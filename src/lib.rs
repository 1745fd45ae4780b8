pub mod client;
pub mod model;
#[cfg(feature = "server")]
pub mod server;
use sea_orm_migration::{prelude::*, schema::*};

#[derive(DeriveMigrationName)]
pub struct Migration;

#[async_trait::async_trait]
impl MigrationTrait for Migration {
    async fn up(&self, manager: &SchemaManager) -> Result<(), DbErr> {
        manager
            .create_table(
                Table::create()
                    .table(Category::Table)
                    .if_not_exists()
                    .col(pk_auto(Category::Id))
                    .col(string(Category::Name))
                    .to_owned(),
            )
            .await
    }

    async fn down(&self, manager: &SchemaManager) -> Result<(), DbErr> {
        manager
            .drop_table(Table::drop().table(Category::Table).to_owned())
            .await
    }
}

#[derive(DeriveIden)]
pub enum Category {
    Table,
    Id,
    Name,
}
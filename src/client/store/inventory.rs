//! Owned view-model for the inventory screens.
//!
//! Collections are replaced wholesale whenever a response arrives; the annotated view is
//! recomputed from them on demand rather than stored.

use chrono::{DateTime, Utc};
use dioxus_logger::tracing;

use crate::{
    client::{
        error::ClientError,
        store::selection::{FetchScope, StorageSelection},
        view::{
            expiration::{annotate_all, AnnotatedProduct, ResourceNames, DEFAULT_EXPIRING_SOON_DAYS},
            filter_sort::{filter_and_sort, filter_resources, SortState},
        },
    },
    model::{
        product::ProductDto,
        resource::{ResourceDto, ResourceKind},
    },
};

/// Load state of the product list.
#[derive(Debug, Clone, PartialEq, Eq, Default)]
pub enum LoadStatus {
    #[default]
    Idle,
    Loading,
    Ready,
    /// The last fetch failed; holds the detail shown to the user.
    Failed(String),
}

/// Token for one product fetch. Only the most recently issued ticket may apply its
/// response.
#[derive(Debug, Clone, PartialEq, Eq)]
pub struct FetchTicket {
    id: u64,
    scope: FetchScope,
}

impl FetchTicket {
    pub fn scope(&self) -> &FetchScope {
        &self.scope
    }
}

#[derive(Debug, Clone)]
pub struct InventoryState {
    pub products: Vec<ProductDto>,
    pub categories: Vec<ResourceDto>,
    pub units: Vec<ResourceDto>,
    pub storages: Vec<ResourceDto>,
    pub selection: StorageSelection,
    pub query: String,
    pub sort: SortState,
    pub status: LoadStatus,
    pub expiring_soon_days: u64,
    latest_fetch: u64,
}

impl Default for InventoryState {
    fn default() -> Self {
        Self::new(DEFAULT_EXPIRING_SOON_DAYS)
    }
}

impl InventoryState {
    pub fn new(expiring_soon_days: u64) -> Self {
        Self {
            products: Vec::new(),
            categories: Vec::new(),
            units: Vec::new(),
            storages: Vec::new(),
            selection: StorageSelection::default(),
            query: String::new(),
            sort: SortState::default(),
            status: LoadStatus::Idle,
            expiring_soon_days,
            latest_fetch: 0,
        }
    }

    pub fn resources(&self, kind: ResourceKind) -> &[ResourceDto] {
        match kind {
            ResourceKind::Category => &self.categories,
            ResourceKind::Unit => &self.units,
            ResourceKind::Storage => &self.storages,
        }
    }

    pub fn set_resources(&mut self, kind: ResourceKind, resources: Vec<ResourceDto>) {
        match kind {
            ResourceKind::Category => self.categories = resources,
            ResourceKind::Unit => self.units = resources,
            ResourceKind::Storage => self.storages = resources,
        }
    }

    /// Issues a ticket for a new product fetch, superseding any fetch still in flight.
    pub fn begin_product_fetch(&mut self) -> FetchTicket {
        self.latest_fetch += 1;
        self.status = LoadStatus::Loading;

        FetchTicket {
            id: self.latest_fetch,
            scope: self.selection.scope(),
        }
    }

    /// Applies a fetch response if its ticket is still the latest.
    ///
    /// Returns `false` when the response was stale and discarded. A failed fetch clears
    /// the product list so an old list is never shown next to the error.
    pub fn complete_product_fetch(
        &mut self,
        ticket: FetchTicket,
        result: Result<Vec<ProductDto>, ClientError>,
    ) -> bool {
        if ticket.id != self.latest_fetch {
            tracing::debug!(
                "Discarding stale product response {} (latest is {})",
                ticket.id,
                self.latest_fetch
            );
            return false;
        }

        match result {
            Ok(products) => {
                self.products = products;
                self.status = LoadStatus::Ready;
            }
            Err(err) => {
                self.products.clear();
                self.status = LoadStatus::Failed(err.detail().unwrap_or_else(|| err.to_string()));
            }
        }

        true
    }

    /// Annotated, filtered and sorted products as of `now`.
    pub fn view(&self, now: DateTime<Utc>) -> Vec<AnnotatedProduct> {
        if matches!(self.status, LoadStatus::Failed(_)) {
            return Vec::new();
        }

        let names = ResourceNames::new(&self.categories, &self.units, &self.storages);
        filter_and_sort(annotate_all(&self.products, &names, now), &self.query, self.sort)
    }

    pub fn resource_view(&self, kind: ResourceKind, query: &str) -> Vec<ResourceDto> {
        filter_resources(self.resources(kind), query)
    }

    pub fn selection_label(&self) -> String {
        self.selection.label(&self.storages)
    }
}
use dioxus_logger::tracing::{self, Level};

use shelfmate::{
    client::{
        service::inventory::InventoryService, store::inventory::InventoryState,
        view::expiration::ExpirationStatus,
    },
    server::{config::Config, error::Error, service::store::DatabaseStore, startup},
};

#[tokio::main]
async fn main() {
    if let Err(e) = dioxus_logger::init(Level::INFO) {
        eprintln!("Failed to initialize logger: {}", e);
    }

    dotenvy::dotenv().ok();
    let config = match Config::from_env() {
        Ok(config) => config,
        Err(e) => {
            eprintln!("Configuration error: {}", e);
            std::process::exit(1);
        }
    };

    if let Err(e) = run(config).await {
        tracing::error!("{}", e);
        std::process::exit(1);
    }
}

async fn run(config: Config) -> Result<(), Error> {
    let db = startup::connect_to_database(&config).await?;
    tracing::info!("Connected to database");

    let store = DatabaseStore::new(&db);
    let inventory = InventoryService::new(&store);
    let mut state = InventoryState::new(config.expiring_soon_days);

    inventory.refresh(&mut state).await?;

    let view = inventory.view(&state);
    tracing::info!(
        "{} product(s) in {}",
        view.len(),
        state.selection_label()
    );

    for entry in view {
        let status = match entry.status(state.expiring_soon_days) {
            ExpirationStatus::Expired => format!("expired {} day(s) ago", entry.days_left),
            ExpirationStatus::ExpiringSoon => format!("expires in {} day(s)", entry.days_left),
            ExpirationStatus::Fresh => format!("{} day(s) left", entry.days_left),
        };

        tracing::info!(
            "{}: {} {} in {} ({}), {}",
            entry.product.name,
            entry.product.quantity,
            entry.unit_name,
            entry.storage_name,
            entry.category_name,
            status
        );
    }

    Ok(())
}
******
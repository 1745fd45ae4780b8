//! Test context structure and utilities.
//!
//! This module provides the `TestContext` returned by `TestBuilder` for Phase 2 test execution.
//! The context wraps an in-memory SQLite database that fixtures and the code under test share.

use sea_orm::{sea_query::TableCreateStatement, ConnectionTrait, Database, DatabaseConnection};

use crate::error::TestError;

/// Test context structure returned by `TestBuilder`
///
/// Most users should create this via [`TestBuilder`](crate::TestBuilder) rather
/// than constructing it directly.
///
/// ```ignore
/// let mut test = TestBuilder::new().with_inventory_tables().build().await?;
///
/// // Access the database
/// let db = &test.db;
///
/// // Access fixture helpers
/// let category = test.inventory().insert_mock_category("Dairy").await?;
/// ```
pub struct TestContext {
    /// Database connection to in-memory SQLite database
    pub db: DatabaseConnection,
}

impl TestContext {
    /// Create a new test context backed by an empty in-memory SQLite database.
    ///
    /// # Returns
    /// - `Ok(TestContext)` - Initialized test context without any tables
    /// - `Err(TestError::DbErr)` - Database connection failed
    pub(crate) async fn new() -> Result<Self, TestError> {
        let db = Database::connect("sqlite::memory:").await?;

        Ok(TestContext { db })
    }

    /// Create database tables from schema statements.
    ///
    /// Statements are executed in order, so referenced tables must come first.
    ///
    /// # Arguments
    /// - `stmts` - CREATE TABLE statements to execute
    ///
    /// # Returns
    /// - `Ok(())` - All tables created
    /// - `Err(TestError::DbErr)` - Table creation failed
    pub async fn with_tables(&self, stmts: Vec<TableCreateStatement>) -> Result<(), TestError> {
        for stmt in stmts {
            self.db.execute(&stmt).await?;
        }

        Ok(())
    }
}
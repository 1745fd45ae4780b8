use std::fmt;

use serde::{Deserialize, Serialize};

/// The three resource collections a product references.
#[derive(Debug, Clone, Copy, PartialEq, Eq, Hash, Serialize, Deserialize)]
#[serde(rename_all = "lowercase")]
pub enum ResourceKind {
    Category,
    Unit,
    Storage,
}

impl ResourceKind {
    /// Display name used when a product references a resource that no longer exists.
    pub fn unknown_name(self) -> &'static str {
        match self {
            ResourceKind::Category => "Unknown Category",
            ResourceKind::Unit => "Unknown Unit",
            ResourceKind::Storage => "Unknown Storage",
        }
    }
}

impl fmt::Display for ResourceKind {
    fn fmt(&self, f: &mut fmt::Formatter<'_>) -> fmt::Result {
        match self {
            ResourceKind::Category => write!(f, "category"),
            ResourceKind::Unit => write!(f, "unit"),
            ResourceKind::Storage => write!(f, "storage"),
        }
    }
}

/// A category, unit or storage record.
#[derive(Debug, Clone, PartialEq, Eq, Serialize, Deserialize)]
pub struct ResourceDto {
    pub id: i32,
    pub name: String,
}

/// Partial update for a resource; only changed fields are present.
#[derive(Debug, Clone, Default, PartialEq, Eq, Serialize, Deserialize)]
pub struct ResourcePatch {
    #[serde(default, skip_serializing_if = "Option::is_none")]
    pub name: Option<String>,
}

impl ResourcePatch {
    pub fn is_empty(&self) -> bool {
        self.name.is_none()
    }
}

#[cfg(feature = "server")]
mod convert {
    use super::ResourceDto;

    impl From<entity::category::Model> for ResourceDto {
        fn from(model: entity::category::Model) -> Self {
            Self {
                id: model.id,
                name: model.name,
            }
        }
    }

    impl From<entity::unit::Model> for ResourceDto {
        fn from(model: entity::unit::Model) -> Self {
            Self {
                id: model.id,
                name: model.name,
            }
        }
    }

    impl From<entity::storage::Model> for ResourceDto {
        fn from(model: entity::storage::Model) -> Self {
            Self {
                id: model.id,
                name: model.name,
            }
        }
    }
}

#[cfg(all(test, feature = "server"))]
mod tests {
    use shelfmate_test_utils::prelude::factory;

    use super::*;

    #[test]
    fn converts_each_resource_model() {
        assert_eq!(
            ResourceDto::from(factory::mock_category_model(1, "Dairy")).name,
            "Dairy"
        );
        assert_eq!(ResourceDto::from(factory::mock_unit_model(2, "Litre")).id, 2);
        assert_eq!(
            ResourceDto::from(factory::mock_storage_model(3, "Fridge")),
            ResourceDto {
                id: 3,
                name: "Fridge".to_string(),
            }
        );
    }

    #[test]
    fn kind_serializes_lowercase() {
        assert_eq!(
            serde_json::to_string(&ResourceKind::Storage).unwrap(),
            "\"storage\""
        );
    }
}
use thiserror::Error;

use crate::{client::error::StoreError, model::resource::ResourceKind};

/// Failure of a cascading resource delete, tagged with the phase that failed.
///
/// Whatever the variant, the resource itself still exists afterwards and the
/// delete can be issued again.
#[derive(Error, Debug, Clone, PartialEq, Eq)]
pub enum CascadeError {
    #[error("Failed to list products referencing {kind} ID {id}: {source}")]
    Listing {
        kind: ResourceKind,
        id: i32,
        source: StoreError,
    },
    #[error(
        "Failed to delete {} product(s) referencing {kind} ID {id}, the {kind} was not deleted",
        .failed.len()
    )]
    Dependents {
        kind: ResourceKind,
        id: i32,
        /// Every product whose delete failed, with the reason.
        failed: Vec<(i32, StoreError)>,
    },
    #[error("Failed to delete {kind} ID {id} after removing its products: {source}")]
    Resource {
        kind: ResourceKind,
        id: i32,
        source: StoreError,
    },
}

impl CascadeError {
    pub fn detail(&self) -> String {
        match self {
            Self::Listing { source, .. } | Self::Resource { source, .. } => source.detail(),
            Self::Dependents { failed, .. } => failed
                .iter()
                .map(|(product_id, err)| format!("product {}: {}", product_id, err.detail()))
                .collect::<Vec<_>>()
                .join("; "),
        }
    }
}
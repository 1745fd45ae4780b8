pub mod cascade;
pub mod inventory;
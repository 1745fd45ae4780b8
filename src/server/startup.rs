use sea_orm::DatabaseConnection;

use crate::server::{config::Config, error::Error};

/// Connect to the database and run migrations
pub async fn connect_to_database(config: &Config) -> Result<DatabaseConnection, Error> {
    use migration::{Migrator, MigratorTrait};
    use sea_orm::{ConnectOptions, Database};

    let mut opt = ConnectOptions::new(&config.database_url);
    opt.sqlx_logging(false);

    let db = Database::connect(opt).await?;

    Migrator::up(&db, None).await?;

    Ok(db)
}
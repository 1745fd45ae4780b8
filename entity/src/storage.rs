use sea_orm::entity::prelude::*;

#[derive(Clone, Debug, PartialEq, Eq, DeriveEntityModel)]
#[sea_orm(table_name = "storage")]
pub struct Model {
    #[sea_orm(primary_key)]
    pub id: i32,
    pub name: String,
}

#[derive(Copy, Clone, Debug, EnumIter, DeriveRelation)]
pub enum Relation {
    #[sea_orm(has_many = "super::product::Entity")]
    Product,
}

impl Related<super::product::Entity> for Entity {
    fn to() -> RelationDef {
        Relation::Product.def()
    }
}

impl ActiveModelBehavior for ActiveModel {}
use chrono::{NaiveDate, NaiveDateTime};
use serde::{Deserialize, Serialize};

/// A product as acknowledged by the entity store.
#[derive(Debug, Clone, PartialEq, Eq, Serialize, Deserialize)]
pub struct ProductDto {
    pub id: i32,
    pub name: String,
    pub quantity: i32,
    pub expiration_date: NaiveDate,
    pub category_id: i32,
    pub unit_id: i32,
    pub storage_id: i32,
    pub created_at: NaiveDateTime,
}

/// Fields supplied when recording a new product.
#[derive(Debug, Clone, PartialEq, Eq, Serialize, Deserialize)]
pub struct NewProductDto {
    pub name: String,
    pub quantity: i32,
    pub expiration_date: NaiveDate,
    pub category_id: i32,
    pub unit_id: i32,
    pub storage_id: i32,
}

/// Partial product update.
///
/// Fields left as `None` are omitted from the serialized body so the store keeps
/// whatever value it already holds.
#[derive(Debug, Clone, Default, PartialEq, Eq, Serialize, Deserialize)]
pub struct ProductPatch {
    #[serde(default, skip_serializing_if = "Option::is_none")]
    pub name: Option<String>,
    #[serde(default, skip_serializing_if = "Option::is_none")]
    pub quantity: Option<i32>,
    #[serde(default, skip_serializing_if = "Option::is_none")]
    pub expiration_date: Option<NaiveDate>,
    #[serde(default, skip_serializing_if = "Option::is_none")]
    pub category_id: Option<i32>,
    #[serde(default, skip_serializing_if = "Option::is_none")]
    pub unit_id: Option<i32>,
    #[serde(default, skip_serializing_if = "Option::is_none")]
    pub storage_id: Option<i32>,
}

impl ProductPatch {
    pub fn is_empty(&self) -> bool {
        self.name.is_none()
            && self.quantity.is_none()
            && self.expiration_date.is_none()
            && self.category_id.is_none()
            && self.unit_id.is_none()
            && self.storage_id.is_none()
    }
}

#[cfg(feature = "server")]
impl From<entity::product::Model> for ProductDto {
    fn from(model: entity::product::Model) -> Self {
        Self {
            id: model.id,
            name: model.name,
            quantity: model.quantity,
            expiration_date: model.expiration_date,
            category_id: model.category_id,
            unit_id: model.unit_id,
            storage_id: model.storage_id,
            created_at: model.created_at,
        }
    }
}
******
*WHAT YOU HAVE TO DO*. Looking at the entries above, work out how many lines include the word "prelude" and reply with that number alone.

*YOUR SOLUTION*. 3